Defending Zionism from its detractors. Anti-Zionism is a form of anti-Semitism. Let the other side apologize for a change.

Thursday, November 02, 2006

The Legacy of the Assassination

Prime Minister Yitzchak Rabin, may HaShem avenge his blood, was assassinated eleven years ago (exactly by the Hebrew calender; on November 5, 1995 by the reckoning of the civil calendar). This is my tribute. I will say forthwith that the Oslo Accords of 1993 were a mistake, but that the mistake of 1995 was the expression of that thought with a gun, and with words inciting the use of the gun, instead of intellectual argumentation. That is the concisest summary I can give of my position.

Did the assassination kill the “Peace Process” of those days? Apart from the obvious disclaimer that I am venturing into the territory of counterfactuals, I would say, in hindsight, that I think not.

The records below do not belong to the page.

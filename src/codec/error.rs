//! Decode faults raised by frame decoders and the stream deframer.
//!
//! A fault means the bytes at the current offset are definitively malformed.
//! Running out of bytes is never a fault: decoders report
//! [`Decoded::Incomplete`](super::Decoded::Incomplete) instead.

use thiserror::Error;

/// Malformed input detected while splitting a byte stream into frames.
///
/// # Examples
///
/// ```
/// use thingwire::codec::DecodeFault;
///
/// let fault = DecodeFault::ReservedPacketType { packet_type: 15 };
/// assert_eq!(fault.kind(), "packet_type");
/// assert_eq!(fault.to_string(), "reserved or client-only packet type 15");
/// ```
#[derive(Clone, Debug, Error, PartialEq, Eq)]
pub enum DecodeFault {
    /// The remaining-length varint ran past four bytes.
    #[error("malformed remaining length")]
    MalformedRemainingLength,

    /// The packet type is reserved or only ever sent by clients.
    #[error("reserved or client-only packet type {packet_type}")]
    ReservedPacketType {
        /// Upper nibble of the fixed header.
        packet_type: u8,
    },

    /// The fixed-header flags are not valid for the packet type.
    #[error("invalid flags {flags:#06b} for packet type {packet_type}")]
    InvalidFlags {
        /// Upper nibble of the fixed header.
        packet_type: u8,
        /// Lower nibble of the fixed header.
        flags: u8,
    },

    /// A PUBLISH carried QoS 3.
    #[error("invalid QoS level in PUBLISH")]
    InvalidQos,

    /// The packet body is shorter than its mandatory fields.
    #[error("{packet} body of {len} bytes is truncated")]
    TruncatedBody {
        /// Packet name.
        packet: &'static str,
        /// Declared body length.
        len: usize,
    },

    /// A SUBACK carried an undefined return code.
    #[error("invalid SUBACK return code {code:#04x}")]
    InvalidReturnCode {
        /// Offending return code.
        code: u8,
    },

    /// A topic name was not valid UTF-8.
    #[error("topic name is not valid UTF-8")]
    InvalidTopic,

    /// A single frame declared a body larger than the decoder accepts.
    #[error("frame exceeds max length: {size} > {max}")]
    OversizedFrame {
        /// Declared body size.
        size: usize,
        /// Maximum accepted size.
        max: usize,
    },

    /// The residual buffer grew past its cap without yielding a frame.
    #[error("buffered {buffered} bytes without a complete frame (limit {max})")]
    BufferOverflow {
        /// Bytes that would have been retained.
        buffered: usize,
        /// Configured cap.
        max: usize,
    },

    /// A decoder returned an offset that did not advance or overran the buffer.
    #[error("decoder made no progress at offset {offset} (reported {reported})")]
    NoProgress {
        /// Offset the decoder was called with.
        offset: usize,
        /// Offset the decoder returned.
        reported: usize,
    },

    /// Decoder-specific malformation.
    #[error("malformed frame: {reason}")]
    Malformed {
        /// Human readable description.
        reason: String,
    },
}

impl DecodeFault {
    /// Short category label used in logs and metrics.
    #[must_use]
    pub fn kind(&self) -> &'static str {
        match self {
            Self::MalformedRemainingLength | Self::OversizedFrame { .. } => "length",
            Self::ReservedPacketType { .. } | Self::InvalidFlags { .. } => "packet_type",
            Self::InvalidQos
            | Self::TruncatedBody { .. }
            | Self::InvalidReturnCode { .. }
            | Self::InvalidTopic
            | Self::Malformed { .. } => "body",
            Self::BufferOverflow { .. } => "overflow",
            Self::NoProgress { .. } => "decoder",
        }
    }

    /// Build a [`DecodeFault::Malformed`] from any displayable reason.
    #[must_use]
    pub fn malformed(reason: impl Into<String>) -> Self {
        Self::Malformed {
            reason: reason.into(),
        }
    }
}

Arafat’s plan to break the treaties was voiced as far back as the same year the Oslo Accords were signed, in a summit conference in Johannesburg where he announced they would have the same weight as the Hudaybiyah Treaty signed by Mohammed, the prophet of Islam, a ten-year treaty with the pagan Meccans which he canceled after less than two years. Had Rabin not been assassinated, he would probably have met the fate of Ehud Barak: ousted by a right-wing candidate in elections soon after the outbreak of enemy violence. The effects of the assassination, then, were internal rather than external: they set the new rules for disagreement, even on hot topics, rules which I stand by and advocate.

This post will now dwell on two points: first, that the pre-assassination error does not turn into a right move because of the assassination, and second, that the disputation with disagreeing Jews, even those who actively aid the enemy, is never again to be done the way Yigal Amir (shr"y) did toward Rabin.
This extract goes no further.